• _Material for the task_:
◇ ◇ ◇ ◇ ◇
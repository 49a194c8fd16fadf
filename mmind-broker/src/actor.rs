use actix::prelude::*;
use std::time::{Duration, Instant};
use tokio::sync::mpsc::UnboundedReceiver;
use tokio_stream::wrappers::UnboundedReceiverStream;

use crate::{
    bridge::{BridgeAdapter, BridgeError, BridgeSession},
    config::Role,
    node::{MeshEvent, MeshNode, NodeError, NodeNotice},
    provisioning::{ProvisionedPeer, ProvisioningState},
    sensor_data::PropertyId,
    Tid, UnicastAddr,
};

/// How often pending transactions are checked for expired timeouts
pub const TIMEOUT_POLL_MS: u64 = 250;

/// A [`NodeNotice`] forwarded to a subscriber
#[derive(Message, Debug, Clone)]
#[rtype(result = "()")]
pub struct Notify(pub NodeNotice);

/// Hosts one [`MeshNode`]: consumes the mesh event stream, runs the
/// timeout poll and, once provisioned, the publish timer.
pub struct NodeActor {
    node: MeshNode,
    events: Option<UnboundedReceiver<MeshEvent>>,
    startup: Vec<NodeNotice>,
    subscribers: Vec<Recipient<Notify>>,
    publish: Option<SpawnHandle>,
}

/// Start the node and host it on its own actor. Startup failures are
/// returned here rather than from inside the actor.
pub fn spawn_node(
    mut node: MeshNode,
    events: UnboundedReceiver<MeshEvent>,
) -> Result<Addr<NodeActor>, NodeError> {
    let startup = node.start()?;
    Ok(NodeActor {
        node,
        events: Some(events),
        startup,
        subscribers: vec![],
        publish: None,
    }
    .start())
}

/// Provisioner plus bridge: the node feeds readings to the bridge, the
/// bridge feeds control commands back
pub fn gateway(
    node: MeshNode,
    events: UnboundedReceiver<MeshEvent>,
    bridge: BridgeAdapter,
) -> Result<(Addr<NodeActor>, Addr<BridgeActor>), NodeError> {
    let node = spawn_node(node, events)?;
    let bridge = BridgeActor {
        bridge,
        node: node.clone(),
    }
    .start();
    node.do_send(Subscribe(bridge.clone().recipient()));
    Ok((node, bridge))
}

impl NodeActor {
    fn on_notices(&mut self, notices: Vec<NodeNotice>, ctx: &mut Context<Self>) {
        for notice in notices {
            match notice {
                NodeNotice::Ready { .. } => self.start_publishing(ctx),
                NodeNotice::Teardown => self.stop_publishing(ctx),
                _ => {}
            }
            for sub in self.subscribers.iter() {
                sub.do_send(Notify(notice.clone()));
            }
        }
    }

    fn start_publishing(&mut self, ctx: &mut Context<Self>) {
        if self.node.config().role == Role::Provisioner || self.publish.is_some() {
            return;
        }
        let interval = self.node.config().publish_interval();
        log::info!("Publishing every {interval:?}");
        self.publish = Some(ctx.run_interval(interval, |act, _ctx| act.node.publish_tick()));
    }

    fn stop_publishing(&mut self, ctx: &mut Context<Self>) {
        if let Some(handle) = self.publish.take() {
            ctx.cancel_future(handle);
            log::info!("Publish timer stopped");
        }
    }
}

impl Actor for NodeActor {
    type Context = Context<Self>;

    fn started(&mut self, ctx: &mut Self::Context) {
        if let Some(events) = self.events.take() {
            ctx.add_stream(UnboundedReceiverStream::new(events));
        }
        ctx.run_interval(Duration::from_millis(TIMEOUT_POLL_MS), |act, ctx| {
            let notices = act.node.tick(Instant::now());
            act.on_notices(notices, ctx);
        });
        let startup = std::mem::take(&mut self.startup);
        self.on_notices(startup, ctx);
    }
}

impl StreamHandler<MeshEvent> for NodeActor {
    fn handle(&mut self, event: MeshEvent, ctx: &mut Self::Context) {
        match self.node.handle_event(event) {
            Ok(notices) => self.on_notices(notices, ctx),
            Err(e) => {
                log::error!("Fatal mesh error {e:}, stopping node {}", self.node.config().name);
                ctx.stop();
            }
        }
    }

    fn finished(&mut self, ctx: &mut Self::Context) {
        log::warn!("Mesh event stream closed");
        ctx.stop();
    }
}

#[derive(Message)]
#[rtype(result = "()")]
pub struct Subscribe(pub Recipient<Notify>);

impl Handler<Subscribe> for NodeActor {
    type Result = ();

    fn handle(&mut self, msg: Subscribe, _ctx: &mut Self::Context) -> Self::Result {
        // late subscribers still learn the control target
        if let Some(target) = self.node.server_addr() {
            msg.0.do_send(Notify(NodeNotice::TargetKnown(target)));
        }
        self.subscribers.push(msg.0);
    }
}

#[derive(Message)]
#[rtype(result = "SendProbeResponse")]
pub struct SendProbe {
    /// Defaults to the last configured server
    pub target: Option<UnicastAddr>,
}
type SendProbeResponse = Result<Tid, NodeError>;

impl Handler<SendProbe> for NodeActor {
    type Result = SendProbeResponse;

    fn handle(&mut self, msg: SendProbe, _ctx: &mut Self::Context) -> Self::Result {
        self.node.send_probe(msg.target).map_err(|e| {
            log::error!("Unable to send probe {e:}");
            e
        })
    }
}

#[derive(Message)]
#[rtype(result = "ControlLedResponse")]
pub struct ControlLed {
    pub target: UnicastAddr,
    pub on: bool,
}
type ControlLedResponse = Result<(), NodeError>;

impl Handler<ControlLed> for NodeActor {
    type Result = ControlLedResponse;

    fn handle(&mut self, msg: ControlLed, _ctx: &mut Self::Context) -> Self::Result {
        self.node.send_led(msg.target, msg.on).map_err(|e| {
            log::error!("Unable to send LED control {e:}");
            e
        })
    }
}

#[derive(Message)]
#[rtype(result = "SensorGetResponse")]
pub struct SensorGet {
    pub target: Option<UnicastAddr>,
    /// Defaults to the property learned from the last descriptor
    pub property: Option<PropertyId>,
}
type SensorGetResponse = Result<(), NodeError>;

impl Handler<SensorGet> for NodeActor {
    type Result = SensorGetResponse;

    fn handle(&mut self, msg: SensorGet, _ctx: &mut Self::Context) -> Self::Result {
        let property = msg.property.or(self.node.recorded_property());
        self.node.sensor_get(msg.target, property).map_err(|e| {
            log::error!("Unable to send sensor get {e:}");
            e
        })
    }
}

#[derive(Message)]
#[rtype(result = "()")]
pub struct ResetNode;

impl Handler<ResetNode> for NodeActor {
    type Result = ();

    fn handle(&mut self, _msg: ResetNode, ctx: &mut Self::Context) -> Self::Result {
        let notices = self.node.reset();
        self.on_notices(notices, ctx);
    }
}

#[derive(Debug, Clone, PartialEq)]
pub struct NodeStatus {
    pub name: String,
    pub role: Role,
    pub state: ProvisioningState,
    pub unicast: UnicastAddr,
    pub server_addr: Option<UnicastAddr>,
    pub peers: Vec<ProvisionedPeer>,
    pub pending: usize,
    pub last_tid: Tid,
    pub publishing: bool,
}

#[derive(Message)]
#[rtype(result = "GetNodeStatusResponse")]
pub struct GetNodeStatus;
type GetNodeStatusResponse = Result<NodeStatus, NodeError>;

impl Handler<GetNodeStatus> for NodeActor {
    type Result = GetNodeStatusResponse;

    fn handle(&mut self, _msg: GetNodeStatus, _ctx: &mut Self::Context) -> Self::Result {
        Ok(NodeStatus {
            name: self.node.config().name.clone(),
            role: self.node.config().role,
            state: self.node.state(),
            unicast: self.node.identity().unicast,
            server_addr: self.node.server_addr(),
            peers: self.node.peers(),
            pending: self.node.tracker().pending_count(),
            last_tid: self.node.tracker().last_tid(),
            publishing: self.publish.is_some(),
        })
    }
}

/// Events from the pub/sub client's own event loop
#[derive(Message, Debug, Clone, PartialEq, Eq)]
#[rtype(result = "()")]
pub enum PubSubEvent {
    Connecting,
    Connected,
    Disconnected,
    Message { topic: String, payload: Vec<u8> },
}

/// Hosts the [`BridgeAdapter`] on its own mailbox, separate from the
/// mesh node
pub struct BridgeActor {
    bridge: BridgeAdapter,
    node: Addr<NodeActor>,
}

impl Actor for BridgeActor {
    type Context = Context<Self>;
}

impl Handler<Notify> for BridgeActor {
    type Result = ();

    fn handle(&mut self, msg: Notify, _ctx: &mut Self::Context) -> Self::Result {
        match msg.0 {
            NodeNotice::Reading { src, reading } => {
                self.bridge.on_reading(src, &reading).ok();
            }
            NodeNotice::TargetKnown(target) => self.bridge.set_target(Some(target)),
            NodeNotice::Teardown => self.bridge.set_target(None),
            other => log::trace!("Bridge ignoring {other:?}"),
        }
    }
}

impl Handler<PubSubEvent> for BridgeActor {
    type Result = ();

    fn handle(&mut self, msg: PubSubEvent, _ctx: &mut Self::Context) -> Self::Result {
        match msg {
            PubSubEvent::Connecting => self.bridge.on_connecting(),
            PubSubEvent::Connected => {
                self.bridge.on_connected().ok();
            }
            PubSubEvent::Disconnected => self.bridge.on_disconnected(),
            PubSubEvent::Message { topic, payload } => {
                if let Some((target, on)) = self.bridge.on_control(&topic, &payload) {
                    self.node.do_send(ControlLed { target, on });
                }
            }
        }
    }
}

#[derive(Message)]
#[rtype(result = "GetBridgeSessionResponse")]
pub struct GetBridgeSession;
type GetBridgeSessionResponse = Result<BridgeSession, BridgeError>;

impl Handler<GetBridgeSession> for BridgeActor {
    type Result = GetBridgeSessionResponse;

    fn handle(&mut self, _msg: GetBridgeSession, _ctx: &mut Self::Context) -> Self::Result {
        Ok(self.bridge.session().clone())
    }
}

#[cfg(test)]
mod tests {
    use super::*;
    use crate::{
        bridge::{BridgeRecord, Connectivity},
        config::{BridgeConfig, NodeConfig},
        loopback::{LoopbackMesh, RecordingPublisher},
        node::NodeParts,
        store::MemoryStore,
    };
    use mmind_sensor::{FixedSampler, Quantity, SimulatedLed};

    #[actix::test]
    async fn gateway_bridges_dht_readings() {
        let _ = env_logger::builder().is_test(true).try_init();
        let mesh = LoopbackMesh::new();

        let pcfg = NodeConfig::provisioner();
        let (ptransport, pevents) = mesh.attach(pcfg.uuid, NodeParts::composition_for(&pcfg));
        let provisioner = MeshNode::new(
            pcfg,
            NodeParts::new(Box::new(ptransport), Box::new(MemoryStore::default())),
        )
        .unwrap();
        let publisher = RecordingPublisher::default();
        let bridge = BridgeAdapter::new(BridgeConfig::default(), Box::new(publisher.clone()));
        let (paddr, baddr) = gateway(provisioner, pevents, bridge).unwrap();

        let mut dcfg = NodeConfig::dht_server();
        dcfg.publish_interval_ms = 50;
        let (dtransport, devents) = mesh.attach(dcfg.uuid, NodeParts::composition_for(&dcfg));
        let led = SimulatedLed::new();
        let led_state = led.handle();
        let dht = MeshNode::new(
            dcfg,
            NodeParts::new(Box::new(dtransport), Box::new(MemoryStore::default()))
                .with_samplers(vec![
                    Box::new(FixedSampler {
                        quantity: Quantity::Temperature,
                        value: 21.5,
                    }),
                    Box::new(FixedSampler {
                        quantity: Quantity::Humidity,
                        value: 55.0,
                    }),
                ])
                .with_actuator(Box::new(led)),
        )
        .unwrap();
        let daddr = spawn_node(dht, devents).unwrap();

        tokio::time::sleep(Duration::from_millis(400)).await;
        baddr.send(PubSubEvent::Connected).await.unwrap();
        tokio::time::sleep(Duration::from_millis(200)).await;

        let published = publisher.published();
        assert!(!published.is_empty());
        let record: BridgeRecord = serde_json::from_slice(&published[0].1).unwrap();
        assert_eq!(record.temperature, Some(21.5));
        assert_eq!(record.humidity, Some(55.0));

        let session = baddr.send(GetBridgeSession).await.unwrap().unwrap();
        assert_eq!(session.connectivity, Connectivity::Connected);
        assert_eq!(session.target, Some(0x0005));

        let status = daddr.send(GetNodeStatus).await.unwrap().unwrap();
        assert_eq!(status.unicast, 0x0005);
        assert!(status.publishing);

        let tid = paddr.send(SendProbe { target: None }).await.unwrap().unwrap();
        assert_eq!(tid, 1);
        tokio::time::sleep(Duration::from_millis(100)).await;
        let status = paddr.send(GetNodeStatus).await.unwrap().unwrap();
        assert_eq!(status.pending, 0);
        assert_eq!(status.peers.len(), 1);

        baddr
            .send(PubSubEvent::Message {
                topic: BridgeConfig::default().control_topic,
                payload: b"1".to_vec(),
            })
            .await
            .unwrap();
        tokio::time::sleep(Duration::from_millis(100)).await;
        assert!(led_state.is_on());

        daddr.send(ResetNode).await.unwrap();
        let status = daddr.send(GetNodeStatus).await.unwrap().unwrap();
        assert!(!status.publishing);
        assert_eq!(status.state, ProvisioningState::Unprovisioned);
    }
}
◇ ◇ ◇ ◇ ◇
• _What you need to do_:
All lines of the material that contain the string "UnboundedReceiverStream" are to be copied.

• _Task response_:
use tokio_stream::wrappers::UnboundedReceiverStream;
            ctx.add_stream(UnboundedReceiverStream::new(events));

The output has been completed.